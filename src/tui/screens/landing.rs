//! Landing screen: the waitlist buttons underneath the popup.

use crossterm::event::{KeyCode, KeyEvent};
use ratatui::Frame;
use ratatui::layout::{Alignment, Constraint, Layout, Rect};
use ratatui::style::{Color, Modifier, Style};
use ratatui::text::Line;
use ratatui::widgets::{Block, Borders, Paragraph, Wrap};

use crate::model::UserType;
use crate::popup::Command;
use crate::tui::action::Action;

const HEADLINE: &str = "Join the LawVriksh Beta: Be the First to Experience";
const TAGLINE: &str = "\"Know your rights. Show your insights\"";

/// Maps a key on the landing screen to an [`Action`].
pub fn handle_key(key: KeyEvent) -> Action {
    match key.code {
        KeyCode::Char('u') | KeyCode::Char('U') => {
            Action::Popup(Command::OpenRegistration(UserType::User))
        }
        KeyCode::Char('c') | KeyCode::Char('C') => {
            Action::Popup(Command::OpenRegistration(UserType::Creator))
        }
        KeyCode::Char('n') | KeyCode::Char('N') => Action::Popup(Command::OpenNotInterested),
        KeyCode::Char('v') | KeyCode::Char('V') => Action::Popup(Command::OpenViewMore),
        KeyCode::Char('f') | KeyCode::Char('F') => Action::Popup(Command::OpenFeedback),
        KeyCode::Char('q') | KeyCode::Esc => Action::Quit,
        _ => Action::None,
    }
}

/// Renders the landing screen.
#[mutants::skip]
pub fn draw_landing(frame: &mut Frame, area: Rect) {
    let block = Block::default()
        .title(" LawVriksh ")
        .title_bottom(Line::from(" v: View More ").right_aligned())
        .borders(Borders::ALL)
        .border_style(Style::default().fg(Color::Cyan));
    let inner = block.inner(area);
    frame.render_widget(block, area);

    let lines = vec![
        Line::from(""),
        Line::styled(HEADLINE, Style::default().add_modifier(Modifier::BOLD)),
        Line::from(""),
        Line::styled(TAGLINE, Style::default().fg(Color::Yellow)),
        Line::from(""),
        Line::from("Join Our Waiting List :"),
        Line::from(""),
        Line::from("[u] USER      [c] Creator"),
        Line::from("────────────────────────"),
        Line::from("[n] Not found Interest"),
        Line::from(""),
        Line::styled(
            "f: feedback  v: view more  q: quit",
            Style::default().fg(Color::DarkGray),
        ),
    ];

    let [body] = Layout::vertical([Constraint::Min(0)]).areas(inner);
    let paragraph = Paragraph::new(lines)
        .alignment(Alignment::Center)
        .wrap(Wrap { trim: true });
    frame.render_widget(paragraph, body);
}

#[cfg(test)]
mod tests {
    use crossterm::event::{KeyEventKind, KeyEventState, KeyModifiers};
    use ratatui::Terminal;
    use ratatui::backend::TestBackend;

    use super::*;

    fn press(code: KeyCode) -> KeyEvent {
        KeyEvent {
            code,
            modifiers: KeyModifiers::NONE,
            kind: KeyEventKind::Press,
            state: KeyEventState::NONE,
        }
    }

    #[test]
    fn user_type_buttons() {
        assert_eq!(
            handle_key(press(KeyCode::Char('u'))),
            Action::Popup(Command::OpenRegistration(UserType::User))
        );
        assert_eq!(
            handle_key(press(KeyCode::Char('c'))),
            Action::Popup(Command::OpenRegistration(UserType::Creator))
        );
    }

    #[test]
    fn other_buttons() {
        assert_eq!(
            handle_key(press(KeyCode::Char('n'))),
            Action::Popup(Command::OpenNotInterested)
        );
        assert_eq!(
            handle_key(press(KeyCode::Char('v'))),
            Action::Popup(Command::OpenViewMore)
        );
        assert_eq!(
            handle_key(press(KeyCode::Char('f'))),
            Action::Popup(Command::OpenFeedback)
        );
    }

    #[test]
    fn q_and_esc_quit() {
        assert_eq!(handle_key(press(KeyCode::Char('q'))), Action::Quit);
        assert_eq!(handle_key(press(KeyCode::Esc)), Action::Quit);
    }

    #[test]
    fn unhandled_key_is_none() {
        assert_eq!(handle_key(press(KeyCode::Char('x'))), Action::None);
    }

    #[test]
    fn renders_headline_and_buttons() {
        let backend = TestBackend::new(80, 20);
        let mut terminal = Terminal::new(backend).unwrap();
        terminal
            .draw(|frame| draw_landing(frame, frame.area()))
            .unwrap();
        let buf = terminal.backend().buffer();
        let mut output = String::new();
        for y in 0..buf.area.height {
            for x in 0..buf.area.width {
                output.push(buf[(x, y)].symbol().chars().next().unwrap_or(' '));
            }
            output.push('\n');
        }
        assert!(output.contains("Join Our Waiting List"));
        assert!(output.contains("[c] Creator"));
    }
}
//! Reusable TUI widgets.

pub mod form;
pub mod status_bar;

pub use form::{FieldKind, Focus, FormField, draw_form, visible_window};
pub use status_bar::{StatusBarContext, draw_status_bar};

# # # # # # #

■ **Directions for this task**:
A faithful, complete copy of the entries above is required.

■ **Completed task**:
filename src/tui/screens/landing.rs
//! Landing screen: the waitlist buttons underneath the popup.

use crossterm::event::{KeyCode, KeyEvent};
use ratatui::Frame;
use ratatui::layout::{Alignment, Constraint, Layout, Rect};
use ratatui::style::{Color, Modifier, Style};
use ratatui::text::Line;
use ratatui::widgets::{Block, Borders, Paragraph, Wrap};

use crate::model::UserType;
use crate::popup::Command;
use crate::tui::action::Action;

const HEADLINE: &str = "Join the LawVriksh Beta: Be the First to Experience";
const TAGLINE: &str = "\"Know your rights. Show your insights\"";

/// Maps a key on the landing screen to an [`Action`].
pub fn handle_key(key: KeyEvent) -> Action {
    match key.code {
        KeyCode::Char('u') | KeyCode::Char('U') => {
            Action::Popup(Command::OpenRegistration(UserType::User))
        }
        KeyCode::Char('c') | KeyCode::Char('C') => {
            Action::Popup(Command::OpenRegistration(UserType::Creator))
        }
        KeyCode::Char('n') | KeyCode::Char('N') => Action::Popup(Command::OpenNotInterested),
        KeyCode::Char('v') | KeyCode::Char('V') => Action::Popup(Command::OpenViewMore),
        KeyCode::Char('f') | KeyCode::Char('F') => Action::Popup(Command::OpenFeedback),
        KeyCode::Char('q') | KeyCode::Esc => Action::Quit,
        _ => Action::None,
    }
}

/// Renders the landing screen.
#[mutants::skip]
pub fn draw_landing(frame: &mut Frame, area: Rect) {
    let block = Block::default()
        .title(" LawVriksh ")
        .title_bottom(Line::from(" v: View More ").right_aligned())
        .borders(Borders::ALL)
        .border_style(Style::default().fg(Color::Cyan));
    let inner = block.inner(area);
    frame.render_widget(block, area);

    let lines = vec![
        Line::from(""),
        Line::styled(HEADLINE, Style::default().add_modifier(Modifier::BOLD)),
        Line::from(""),
        Line::styled(TAGLINE, Style::default().fg(Color::Yellow)),
        Line::from(""),
        Line::from("Join Our Waiting List :"),
        Line::from(""),
        Line::from("[u] USER      [c] Creator"),
        Line::from("────────────────────────"),
        Line::from("[n] Not found Interest"),
        Line::from(""),
        Line::styled(
            "f: feedback  v: view more  q: quit",
            Style::default().fg(Color::DarkGray),
        ),
    ];

    let [body] = Layout::vertical([Constraint::Min(0)]).areas(inner);
    let paragraph = Paragraph::new(lines)
        .alignment(Alignment::Center)
        .wrap(Wrap { trim: true });
    frame.render_widget(paragraph, body);
}

#[cfg(test)]
mod tests {
    use crossterm::event::{KeyEventKind, KeyEventState, KeyModifiers};
    use ratatui::Terminal;
    use ratatui::backend::TestBackend;

    use super::*;

    fn press(code: KeyCode) -> KeyEvent {
        KeyEvent {
            code,
            modifiers: KeyModifiers::NONE,
            kind: KeyEventKind::Press,
            state: KeyEventState::NONE,
        }
    }

    #[test]
    fn user_type_buttons() {
        assert_eq!(
            handle_key(press(KeyCode::Char('u'))),
            Action::Popup(Command::OpenRegistration(UserType::User))
        );
        assert_eq!(
            handle_key(press(KeyCode::Char('c'))),
            Action::Popup(Command::OpenRegistration(UserType::Creator))
        );
    }

    #[test]
    fn other_buttons() {
        assert_eq!(
            handle_key(press(KeyCode::Char('n'))),
            Action::Popup(Command::OpenNotInterested)
        );
        assert_eq!(
            handle_key(press(KeyCode::Char('v'))),
            Action::Popup(Command::OpenViewMore)
        );
        assert_eq!(
            handle_key(press(KeyCode::Char('f'))),
            Action::Popup(Command::OpenFeedback)
        );
    }

    #[test]
    fn q_and_esc_quit() {
        assert_eq!(handle_key(press(KeyCode::Char('q'))), Action::Quit);
        assert_eq!(handle_key(press(KeyCode::Esc)), Action::Quit);
    }

    #[test]
    fn unhandled_key_is_none() {
        assert_eq!(handle_key(press(KeyCode::Char('x'))), Action::None);
    }

    #[test]
    fn renders_headline_and_buttons() {
        let backend = TestBackend::new(80, 20);
        let mut terminal = Terminal::new(backend).unwrap();
        terminal
            .draw(|frame| draw_landing(frame, frame.area()))
            .unwrap();
        let buf = terminal.backend().buffer();
        let mut output = String::new();
        for y in 0..buf.area.height {
            for x in 0..buf.area.width {
                output.push(buf[(x, y)].symbol().chars().next().unwrap_or(' '));
            }
            output.push('\n');
        }
        assert!(output.contains("Join Our Waiting List"));
        assert!(output.contains("[c] Creator"));
    }
}
//! Reusable TUI widgets.

pub mod form;
pub mod status_bar;

pub use form::{FieldKind, Focus, FormField, draw_form, visible_window};
pub use status_bar::{StatusBarContext, draw_status_bar};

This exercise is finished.